Best practices are backward-looking. They’re based on what worked for someone else, in a different context, with different people, at a different time.


Somewhere along the way, “best practices” became a sacred term in business. We chase them. We benchmark against them. We build playbooks around them. But here’s the thing no one wants to admit:

Best practices are backward-looking.
They’re based on what worked for someone else, in a different context, with different people, at a different time.

If your team is solving the same exact problem, under the same exact constraints, then sure—reuse the approach. But if you’re trying to do something better, faster, or more meaningful? Best practices will box you in.

 

The Hidden Cost of Doing Things “the Right Way”

When I walk into organizations that say they want to be innovative, I often find teams buried in documentation—brand guidelines, process handbooks, toolkits, workflow maps. All in the name of “doing it the right way.”

The unspoken belief is this: If we just follow the recipe, we’ll get the results.

But innovation doesn’t come from recipes. It comes from questions. From tension. From iteration. From disagreement. From play. From not knowing what will work and having the courage to try anyway.

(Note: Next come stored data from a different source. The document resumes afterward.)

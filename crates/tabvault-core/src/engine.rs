use std::collections::BTreeMap;

use log::{debug, info, warn};
use serde::de::DeserializeOwned;
use serde::Serialize;
use url::Url;

use crate::activity::{ActivityTracker, Timestamp};
use crate::archive::{ArchiveEntry, ArchiveStore};
use crate::capacity::{decide, oldest_candidates, site_limit_violation, CapacityDecision};
use crate::command::{Command, Response, Stats, TabGroupSummary, WindowSummary};
use crate::error::TabvaultError;
use crate::event::TabEvent;
use crate::ids::{ArchiveEntryId, GroupId, TabId, WindowId};
use crate::persistence::{Persistence, StorageArea, StorageKey};
use crate::policy::{should_skip_archive, ArchiveOutcome, ArchivePolicy, Verdict};
use crate::provider::TabProvider;
use crate::resolver::{resolve_for_group, resolve_for_window};
use crate::scheduler::SweepReport;
use crate::settings::{Scope, Settings};
use crate::tab::{unpinned_count, TabInfo};

/// Owns every piece of lifecycle state and the collaborators it talks to.
///
/// All mutations go through `&mut self`, so a single owner serializes them.
/// Failures from storage or the provider are logged and never returned.
pub struct Engine<P: Persistence, T: TabProvider> {
    settings: Settings,
    archive: ArchiveStore,
    activity: ActivityTracker,
    window_names: BTreeMap<WindowId, String>,
    settings_revision: u64,
    persistence: P,
    provider: T,
}
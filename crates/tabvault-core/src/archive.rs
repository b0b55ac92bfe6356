use serde::{Deserialize, Serialize};

use crate::activity::Timestamp;
use crate::ids::{ArchiveEntryId, WindowId};

pub const UNTITLED: &str = "Untitled";

#[derive(Debug, Clone, PartialEq, Eq, Serialize, Deserialize)]
#[serde(rename_all = "camelCase")]
pub struct ArchiveEntry {
    pub id: ArchiveEntryId,
    pub title: String,
    pub url: String,
    pub timestamp: Timestamp,
    pub window_id: WindowId,
}

/// Archived tabs, newest first, at most one entry per URL.
#[derive(Debug, Clone, Default, PartialEq, Eq)]
pub struct ArchiveStore {
    entries: Vec<ArchiveEntry>,
    last_id: u64,
}

impl ArchiveStore {
    pub fn from_entries(entries: Vec<ArchiveEntry>) -> Self {
        let mut store = Self::default();
        for entry in entries {
            if store.contains_url(&entry.url) {
                continue;
            }
            store.last_id = store.last_id.max(entry.id.0);
            store.entries.push(entry);
        }
        store
    }

    pub fn entries(&self) -> &[ArchiveEntry] {
        &self.entries
    }

    pub fn len(&self) -> usize {
        self.entries.len()
    }

    pub fn is_empty(&self) -> bool {
        self.entries.is_empty()
    }

    pub fn contains_url(&self, url: &str) -> bool {
        self.entries.iter().any(|entry| entry.url == url)
    }

    pub fn get(&self, id: ArchiveEntryId) -> Option<&ArchiveEntry> {
        self.entries.iter().find(|entry| entry.id == id)
    }

    /// Prepends a new entry. A URL that is already archived is rejected and
    /// the existing entry is left untouched.
    pub fn insert(
        &mut self,
        title: &str,
        url: &str,
        window_id: WindowId,
        now: Timestamp,
    ) -> Option<ArchiveEntryId> {
        if self.contains_url(url) {
            return None;
        }
        let id = self.allocate_id(now);
        let title = if title.is_empty() { UNTITLED } else { title };
        self.entries.insert(
            0,
            ArchiveEntry {
                id,
                title: title.to_owned(),
                url: url.to_owned(),
                timestamp: now,
                window_id,
            },
        );
        Some(id)
    }

    pub fn remove(&mut self, id: ArchiveEntryId) -> Option<ArchiveEntry> {
        let position = self.entries.iter().position(|entry| entry.id == id)?;
        Some(self.entries.remove(position))
    }

    pub fn clear(&mut self) -> usize {
        let removed = self.entries.len();
        self.entries.clear();
        removed
    }

    /// Drops every entry whose age reached `expiration_ms`. Returns the
    /// number of entries removed.
    pub fn purge_expired(&mut self, expiration_ms: u64, now: Timestamp) -> usize {
        let expiration_ms = i64::try_from(expiration_ms).unwrap_or(i64::MAX);
        let before = self.entries.len();
        self.entries
            .retain(|entry| now.saturating_sub(entry.timestamp) < expiration_ms);
        before - self.entries.len()
    }

    fn allocate_id(&mut self, now: Timestamp) -> ArchiveEntryId {
        let candidate = u64::try_from(now).unwrap_or(0);
        self.last_id = candidate.max(self.last_id + 1);
        ArchiveEntryId(self.last_id)
    }
}

#[cfg(test)]
mod tests {
    use super::*;

    #[test]
    fn newest_entry_comes_first() {
        let mut store = ArchiveStore::default();
        store.insert("One", "https://one.example", WindowId(1), 10);
        store.insert("Two", "https://two.example", WindowId(1), 20);

        let urls: Vec<&str> = store.entries().iter().map(|e| e.url.as_str()).collect();
        assert_eq!(urls, vec!["https://two.example", "https://one.example"]);
    }

    #[test]
    fn duplicate_url_is_rejected_not_merged() {
        let mut store = ArchiveStore::default();
        let first = store
            .insert("Old title", "https://a.example", WindowId(1), 10)
            .expect("first insert should succeed");

        assert!(store
            .insert("New title", "https://a.example", WindowId(2), 99)
            .is_none());
        assert_eq!(store.len(), 1);
        let entry = store.get(first).expect("entry should remain");
        assert_eq!(entry.title, "Old title");
        assert_eq!(entry.timestamp, 10);
    }

    #[test]
    fn ids_are_unique_even_within_one_millisecond() {
        let mut store = ArchiveStore::default();
        let a = store
            .insert("", "https://a.example", WindowId(1), 1_000)
            .expect("insert a");
        let b = store
            .insert("", "https://b.example", WindowId(1), 1_000)
            .expect("insert b");

        assert!(b > a);
        assert_eq!(store.get(a).expect("entry a").title, UNTITLED);
    }

    #[test]
    fn expiration_boundary() {
        let expiration_ms = 60_000u64;
        let now = 1_000_000i64;
        let mut store = ArchiveStore::default();
        store.insert("expired", "https://expired.example", WindowId(1), now - 60_001);
        store.insert("kept", "https://kept.example", WindowId(1), now - 59_999);

        assert_eq!(store.purge_expired(expiration_ms, now), 1);
        assert!(store.contains_url("https://kept.example"));
        assert!(!store.contains_url("https://expired.example"));
        assert_eq!(store.purge_expired(expiration_ms, now), 0);
    }

    #[test]
    fn entries_loaded_from_storage_stay_unique_and_ids_keep_growing() {
        let entry = |id: u64, url: &str| ArchiveEntry {
            id: ArchiveEntryId(id),
            title: "t".to_owned(),
            url: url.to_owned(),
            timestamp: 5,
            window_id: WindowId(1),
        };
        let mut store = ArchiveStore::from_entries(vec![
            entry(50, "https://a.example"),
            entry(40, "https://a.example"),
            entry(30, "https://b.example"),
        ]);

        assert_eq!(store.len(), 2);
        let id = store
            .insert("c", "https://c.example", WindowId(1), 1)
            .expect("insert should succeed");
        assert_eq!(id, ArchiveEntryId(51));
    }

    #[test]
    fn remove_and_clear() {
        let mut store = ArchiveStore::default();
        let id = store
            .insert("a", "https://a.example", WindowId(1), 1)
            .expect("insert");
        store.insert("b", "https://b.example", WindowId(1), 2);

        assert_eq!(store.remove(id).map(|e| e.url), Some("https://a.example".to_owned()));
        assert!(store.remove(id).is_none());
        assert_eq!(store.clear(), 1);
        assert!(store.is_empty());
    }
}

Best practices often reward conformity, not creativity.
And the longer you rely on them, the more your teams lose the muscle memory of solving new problems in new ways.

 

When Best Practices Help—And When They Hurt

There’s nothing inherently wrong with structure. The danger comes when you stop questioning why a structure exists in the first place.

Here’s a quick test:

Situation

Best Practice Is...

High repetition, low variation (e.g. payroll)

✅ Smart and efficient

Scaling what already works (e.g. onboarding)

✅ Reasonable baseline

Solving novel problems (e.g. improving customer experience)

❌ A ceiling, not a foundation

Creating a new product or service

❌ A shortcut to mediocrity

The more complexity, ambiguity, or creativity your work involves, the more best practices should be treated as a starting point—not a finish line.

 

What to Do Instead: Principles > Practices

Rather than importing someone else’s solution, empower your team to develop their own—grounded in clear principles rather than rigid steps.

Instead of asking, “What’s the best practice?”
Ask, “What’s the outcome we want, and what’s getting in the way?”

Here’s what that shift might look like:

From Best Practice Thinking

To Principle-Driven Innovation

“This is how it’s always done.”

“What assumptions are we making?”

“Let’s follow the playbook.”

“What small experiment can we run?”

“Let’s reduce variation.”

“Let’s learn from variation.”

 

Want a Real-World Example?

One team I worked with had a gold-standard process for launching digital campaigns. Timelines. Templates. Approval flows. It worked great—for about two years.

Then, campaign results started tanking.

Why?
Because the world changed.
Customer behavior changed.
Platform algorithms changed.
And the process didn’t.

No one wanted to abandon it—after all, it was “best practice.” But when we paused, questioned the assumptions, and ran a quick design sprint, the team rebuilt their launch approach from the ground up. The new method was faster, leaner, and more responsive. Results improved immediately.

 

The Bottom Line

If you want predictable outcomes, best practices are fine.
If you want breakthroughs, you need better questions.

Let your teams explore. Let them challenge the defaults. And most importantly, build a culture that treats curiosity—not compliance—as the gold standard.